Yan Koon-Kiu, Lou Shaoke, Gerstein Mark
Program in Computational Biology and Bioinformatics, Yale University, New Haven, CT, United States of America.
Department of Molecular Biophysics and Biochemistry, Yale University, New Haven, CT, United States of America.
PLoS Comput Biol. 2017 Jul 24;13(7):e1005647. doi: 10.1371/journal.pcbi.1005647. eCollection 2017 Jul.
Genome-wide proximity ligation based assays such as Hi-C have revealed that eukaryotic genomes are organized into structural units called topologically associating domains (TADs). From a visual examination of the chromosomal contact map, however, it is clear that the organization of the domains is not simple or obvious. Instead, TADs exhibit various length scales and, in many cases, a nested arrangement. Here, by exploiting the resemblance between TADs in a chromosomal contact map and densely connected modules in a network, we formulate TAD identification as a network optimization problem and propose an algorithm, MrTADFinder, to identify TADs from intra-chromosomal contact maps. MrTADFinder is based on the network-science concept of modularity. A key component of it is deriving an appropriate background model for contacts in a random chain, by numerically solving a set of matrix equations. The background model preserves the observed coverage of each genomic bin as well as the distance dependence of the contact frequency for any pair of bins exhibited by the empirical map. Also, by introducing a tunable resolution parameter, MrTADFinder provides a self-consistent approach for identifying TADs at different length scales, hence the acronym "Mr" standing for Multiple Resolutions. We then apply MrTADFinder to various Hi-C datasets. The identified domain boundaries are marked by characteristic signatures in chromatin marks and transcription factors (TF) that are consistent with earlier work. Moreover, by calling TADs at different length scales, we observe that boundary signatures change with resolution, with different chromatin features having different characteristic length scales. Furthermore, we report an enrichment of HOT (high-occupancy target) regions near TAD boundaries and investigate the role of different TFs in determining boundaries at various resolutions. To further explore the interplay between TADs and epigenetic marks, as tumor mutational burden is known to be coupled to chromatin structure, we examine how somatic mutations are distributed across boundaries and find a clear stepwise pattern. Overall, MrTADFinder provides a novel computational framework to explore the multi-scale structures in Hi-C contact maps.
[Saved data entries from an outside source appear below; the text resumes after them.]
//! Request and response messages exchanged between master and remote

use std::collections::BTreeMap;
use std::fmt;

use graft_core::{Handle, Wire};
use serde::{Deserialize, Deserializer, Serialize};

/// `nargout` value that lets the remote pick the number of outputs
pub const AUTO_NARGOUT: i64 = -1;

/// Error identifiers raised by the runtime itself rather than by user code
pub mod identifiers {
    /// Global variable does not exist
    pub const NO_VARIABLE: &str = "GRAFT:novariable";
    /// Function or method does not exist
    pub const NO_FUNCTION: &str = "GRAFT:nofunction";
    /// Object has no such property
    pub const NO_PROPERTY: &str = "GRAFT:noproperty";
    /// Handle was never allocated or has been released
    pub const INVALID_HANDLE: &str = "GRAFT:invalidHandle";
    /// Call aborted by an interrupt
    pub const INTERRUPTED: &str = "GRAFT:interrupted";
    /// Argument of the wrong type or count
    pub const BAD_ARGUMENT: &str = "GRAFT:badArgument";
    /// Value could not be decoded
    pub const BAD_VALUE: &str = "GRAFT:badValue";

    /// Identifiers meaning "no such name or handle"
    pub fn is_lookup(identifier: &str) -> bool {
        matches!(
            identifier,
            NO_VARIABLE | NO_FUNCTION | NO_PROPERTY | INVALID_HANDLE
        )
    }
}

/// Messages sent from the master to the remote
#[derive(Debug, Clone, PartialEq, Serialize, Deserialize)]
#[serde(tag = "type", rename_all = "snake_case")]
pub enum Request {
    /// Shut the remote down after acknowledging
    Die,

    /// Assign a global variable
    #[serde(alias = "put")]
    SetGlobal { name: String, value: Wire },

    /// Read a global variable
    #[serde(alias = "get")]
    GetGlobal { name: String },

    /// Assign a property of a remote object
    SetProxy {
        handle: Handle,
        name: String,
        value: Wire,
    },

    /// Read a property of a remote object
    GetProxy { handle: Handle, name: String },

    /// Release a handle
    DelProxy { handle: Handle },

    /// Invoke a function by name or handle
    Call {
        name: CallTarget,
        #[serde(default)]
        args: Vec<Wire>,
        #[serde(default)]
        kwargs: BTreeMap<String, Wire>,
        #[serde(default = "auto_nargout", deserialize_with = "lenient_int")]
        nargout: i64,
    },
}

impl Request {
    /// Message kind as written in the `type` field
    pub fn kind(&self) -> &'static str {
        match self {
            Request::Die => "die",
            Request::SetGlobal { .. } => "set_global",
            Request::GetGlobal { .. } => "get_global",
            Request::SetProxy { .. } => "set_proxy",
            Request::GetProxy { .. } => "get_proxy",
            Request::DelProxy { .. } => "del_proxy",
            Request::Call { .. } => "call",
        }
    }

    /// Call with positional arguments only and remote-chosen output count
    pub fn call(name: impl Into<CallTarget>, args: Vec<Wire>) -> Self {
        Request::Call {
            name: name.into(),
            args,
            kwargs: BTreeMap::new(),
            nargout: AUTO_NARGOUT,
        }
    }
}

fn auto_nargout() -> i64 {
    AUTO_NARGOUT
}

/// What a `call` request invokes
#[derive(Debug, Clone, PartialEq, Eq, Hash, Serialize, Deserialize)]
#[serde(untagged)]
pub enum CallTarget {
    Handle(Handle),
    Name(String),
}

impl From<&str> for CallTarget {
    fn from(name: &str) -> Self {
        CallTarget::Name(name.to_string())
    }
}

impl From<String> for CallTarget {
    fn from(name: String) -> Self {
        CallTarget::Name(name)
    }
}

impl From<Handle> for CallTarget {
    fn from(handle: Handle) -> Self {
        CallTarget::Handle(handle)
    }
}

impl fmt::Display for CallTarget {
    fn fmt(&self, f: &mut fmt::Formatter<'_>) -> fmt::Result {
        match self {
            CallTarget::Handle(h) => write!(f, "<function {}>", h),
            CallTarget::Name(name) => f.write_str(name),
        }
    }
}

/// Messages sent from the remote to the master; exactly one per request
#[derive(Debug, Clone, PartialEq, Serialize, Deserialize)]
#[serde(tag = "type", rename_all = "snake_case")]
pub enum Response {
    Ack,
    Value { value: Wire },
    Error(ErrorReply),
}

impl Response {
    pub fn kind(&self) -> &'static str {
        match self {
            Response::Ack => "ack",
            Response::Value { .. } => "value",
            Response::Error(_) => "error",
        }
    }
}

/// Payload of an `error` response
#[derive(Debug, Clone, PartialEq, Serialize, Deserialize)]
pub struct ErrorReply {
    pub message: String,
    #[serde(default)]
    pub identifier: String,
    /// Innermost frame first; a single bare frame is accepted and wrapped
    #[serde(default, deserialize_with = "one_or_many_frames")]
    pub stack: Vec<StackFrame>,
    #[serde(default)]
    pub original_message: Option<String>,
}

impl ErrorReply {
    pub fn new(identifier: impl Into<String>, message: impl Into<String>) -> Self {
        let message = message.into();
        Self {
            original_message: Some(message.clone()),
            message,
            identifier: identifier.into(),
            stack: Vec::new(),
        }
    }

    pub fn with_stack(mut self, stack: Vec<StackFrame>) -> Self {
        self.stack = stack;
        self
    }
}

/// One frame of a remote stack
#[derive(Debug, Clone, PartialEq, Eq, Serialize, Deserialize)]
pub struct StackFrame {
    #[serde(default)]
    pub file: Option<String>,
    #[serde(default, deserialize_with = "lenient_int")]
    pub line: i64,
    #[serde(default)]
    pub name: String,
}

impl StackFrame {
    pub fn new(file: Option<String>, line: i64, name: impl Into<String>) -> Self {
        Self {
            file,
            line,
            name: name.into(),
        }
    }
}

#[derive(Deserialize)]
#[serde(untagged)]
enum StackRepr {
    Frames(Vec<StackFrame>),
    Single(StackFrame),
}

/// Normalise a stack sent as a list, a single frame, or nothing
fn one_or_many_frames<'de, D: Deserializer<'de>>(deserializer: D) -> Result<Vec<StackFrame>, D::Error> {
    Ok(match Option::<StackRepr>::deserialize(deserializer)? {
        Some(StackRepr::Frames(frames)) => frames,
        Some(StackRepr::Single(frame)) => vec![frame],
        None => Vec::new(),
    })
}

/// Integer that may have been sent as an integral float
fn lenient_int<'de, D: Deserializer<'de>>(deserializer: D) -> Result<i64, D::Error> {
    let wire = Wire::deserialize(deserializer)?;
    wire.as_i64().ok_or_else(|| {
        serde::de::Error::custom(format!("expected an integer, got {}", wire.kind()))
    })
}

#[cfg(test)]
mod tests {
    use super::*;
    use graft_core::MessageFormat;

    #[test]
    fn test_request_tags() {
        let json = serde_json::to_value(Request::GetGlobal {
            name: "x".to_string(),
        })
        .unwrap();
        assert_eq!(json, serde_json::json!({"type": "get_global", "name": "x"}));

        let json = serde_json::to_value(Request::DelProxy { handle: Handle(3) }).unwrap();
        assert_eq!(json, serde_json::json!({"type": "del_proxy", "handle": 3}));

        assert_eq!(serde_json::to_value(Request::Die).unwrap(), serde_json::json!({"type": "die"}));
    }

    #[test]
    fn test_short_aliases() {
        let put: Request = serde_json::from_str(r#"{"type": "put", "name": "a", "value": 1}"#).unwrap();
        assert_eq!(
            put,
            Request::SetGlobal {
                name: "a".to_string(),
                value: Wire::Int(1)
            }
        );
        let get: Request = serde_json::from_str(r#"{"type": "get", "name": "a"}"#).unwrap();
        assert_eq!(get.kind(), "get_global");
    }

    #[test]
    fn test_call_defaults_and_targets() {
        let call: Request = serde_json::from_str(r#"{"type": "call", "name": 4.0}"#).unwrap();
        assert_eq!(
            call,
            Request::Call {
                name: CallTarget::Handle(Handle(4)),
                args: vec![],
                kwargs: BTreeMap::new(),
                nargout: AUTO_NARGOUT,
            }
        );
        let call: Request =
            serde_json::from_str(r#"{"type": "call", "name": "sum", "args": [1], "nargout": 2.0}"#)
                .unwrap();
        let Request::Call { name, nargout, .. } = call else {
            panic!("expected a call");
        };
        assert_eq!(name, CallTarget::from("sum"));
        assert_eq!(nargout, 2);
    }

    #[test]
    fn test_single_frame_stack_is_wrapped() {
        let reply: Response = serde_json::from_str(
            r#"{"type": "error", "message": "boom", "identifier": "X:y",
                "stack": {"file": "/tmp/a.rs", "line": 3.0, "name": "f"}}"#,
        )
        .unwrap();
        let Response::Error(err) = reply else {
            panic!("expected an error reply");
        };
        assert_eq!(
            err.stack,
            vec![StackFrame::new(Some("/tmp/a.rs".to_string()), 3, "f")]
        );
        assert_eq!(err.original_message, None);

        let reply: Response =
            serde_json::from_str(r#"{"type": "error", "message": "m", "stack": null}"#).unwrap();
        let Response::Error(err) = reply else {
            panic!("expected an error reply");
        };
        assert!(err.stack.is_empty());
    }

    #[test]
    fn test_cbor_carries_binary_values() {
        let request = Request::SetProxy {
            handle: Handle(1),
            name: "data".to_string(),
            value: Wire::Bin(vec![9, 8, 7]),
        };
        let bytes = MessageFormat::Cbor.to_bytes(&request).unwrap();
        let back: Request = MessageFormat::Cbor.from_bytes(&bytes).unwrap();
        assert_eq!(back, request);
    }

    #[test]
    fn test_error_reply_roundtrip() {
        let reply = Response::Error(
            ErrorReply::new("GRAFT:novariable", "Undefined variable 'q'")
                .with_stack(vec![StackFrame::new(None, 0, "get_global")]),
        );
        for format in [MessageFormat::Json, MessageFormat::Cbor] {
            let bytes = format.to_bytes(&reply).unwrap();
            let back: Response = format.from_bytes(&bytes).unwrap();
            assert_eq!(back, reply);
        }
    }
}
//! Logging configuration

use std::fmt;
use std::str::FromStr;

use serde::{Deserialize, Serialize};

use crate::error::ConfigResult;
use crate::validation::Validatable;

/// Logging configuration
#[derive(Debug, Clone, PartialEq, Eq, Serialize, Deserialize, Default)]
#[serde(default)]
pub struct LoggingConfig {
    /// Log level
    pub level: LogLevel,

    /// Log format
    pub format: LogFormat,

    /// Whether to include source location in logs
    #[serde(default = "crate::domains::utils::default_false")]
    pub include_location: bool,
}

/// Log level enumeration
#[derive(Debug, Clone, Copy, PartialEq, Eq, Serialize, Deserialize, Default)]
#[serde(rename_all = "lowercase")]
pub enum LogLevel {
    Error,
    Warn,
    #[default]
    Info,
    Debug,
    Trace,
}

impl LogLevel {
    /// Directive understood by `tracing_subscriber::EnvFilter`
    pub fn as_str(self) -> &'static str {
        match self {
            LogLevel::Error => "error",
            LogLevel::Warn => "warn",
            LogLevel::Info => "info",
            LogLevel::Debug => "debug",
            LogLevel::Trace => "trace",
        }
    }
}

impl fmt::Display for LogLevel {
    fn fmt(&self, f: &mut fmt::Formatter<'_>) -> fmt::Result {
        f.write_str(self.as_str())
    }
}

/// Log format enumeration
#[derive(Debug, Clone, Copy, PartialEq, Eq, Serialize, Deserialize, Default)]
#[serde(rename_all = "lowercase")]
pub enum LogFormat {
    Json,
    #[default]
    Text,
    Compact,
}

impl FromStr for LogLevel {
    type Err = String;

    fn from_str(s: &str) -> Result<Self, Self::Err> {
        match s.to_lowercase().as_str() {
            "error" => Ok(LogLevel::Error),
            "warn" | "warning" => Ok(LogLevel::Warn),
            "info" => Ok(LogLevel::Info),
            "debug" => Ok(LogLevel::Debug),
            "trace" => Ok(LogLevel::Trace),
            _ => Err(format!("Invalid log level: {}", s)),
        }
    }
}

impl FromStr for LogFormat {
    type Err = String;

    fn from_str(s: &str) -> Result<Self, Self::Err> {
        match s.to_lowercase().as_str() {
            "json" => Ok(LogFormat::Json),
            "text" => Ok(LogFormat::Text),
            "compact" => Ok(LogFormat::Compact),
            _ => Err(format!("Invalid log format: {}", s)),
        }
    }
}

impl Validatable for LoggingConfig {
    fn validate(&self) -> ConfigResult<()> {
        // every combination of level and format is usable
        Ok(())
    }

    fn domain_name(&self) -> &'static str {
        "logging"
    }
}

#[cfg(test)]
mod tests {
    use super::*;

    #[test]
    fn test_log_level_from_str() {
        assert_eq!(LogLevel::from_str("info").unwrap(), LogLevel::Info);
        assert_eq!(LogLevel::from_str("INFO").unwrap(), LogLevel::Info);
        assert_eq!(LogLevel::from_str("warning").unwrap(), LogLevel::Warn);
        assert!(LogLevel::from_str("invalid").is_err());
    }

    #[test]
    fn test_log_format_from_str() {
        assert_eq!(LogFormat::from_str("JSON").unwrap(), LogFormat::Json);
        assert!(LogFormat::from_str("pretty").is_err());
    }

    #[test]
    fn test_logging_config_defaults() {
        let config = LoggingConfig::default();
        assert_eq!(config.level, LogLevel::Info);
        assert_eq!(config.format, LogFormat::Text);
        assert!(!config.include_location);
        assert!(config.validate().is_ok());
    }
}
基于全基因组邻近连接的分析方法,如Hi-C,已经揭示真核生物基因组被组织成称为拓扑相关结构域(TADs)的结构单元。然而,从染色体接触图谱的视觉检查来看,很明显这些结构域的组织并不简单或明显。相反,TADs表现出各种长度尺度,并且在许多情况下是嵌套排列的。在这里,通过利用染色体接触图谱中的TADs与网络中紧密连接的模块之间的相似性,我们将TAD识别表述为一个网络优化问题,并提出一种算法MrTADFinder,用于从染色体内接触图谱中识别TADs。MrTADFinder基于模块化的网络科学概念。它的一个关键组成部分是通过数值求解一组矩阵方程,为随机链中的接触推导一个合适的背景模型。该背景模型保留了每个基因组区间的观察覆盖范围以及经验图谱中任意一对区间接触频率的距离依赖性。此外,通过引入一个可调分辨率参数,MrTADFinder提供了一种自洽的方法来识别不同长度尺度的TADs,因此首字母缩写“Mr”代表多分辨率。然后我们将MrTADFinder应用于各种Hi-C数据集。识别出的结构域边界由染色质标记和转录因子(TF)中的特征信号标记,这与早期工作一致。此外,通过在不同长度尺度上调用TADs,我们观察到边界信号随分辨率变化,不同的染色质特征具有不同的特征长度尺度。此外,我们报告了TAD边界附近高占用靶点(HOT)区域的富集,并研究了不同TF在确定不同分辨率下边界的作用。为了进一步探索TADs与表观遗传标记之间的相互作用,由于已知肿瘤突变负担与染色质结构相关,我们研究了体细胞突变如何分布在边界上,并发现了一种明显的阶梯模式。总体而言,MrTADFinder提供了一个新颖的计算框架来探索Hi-C接触图谱中的多尺度结构。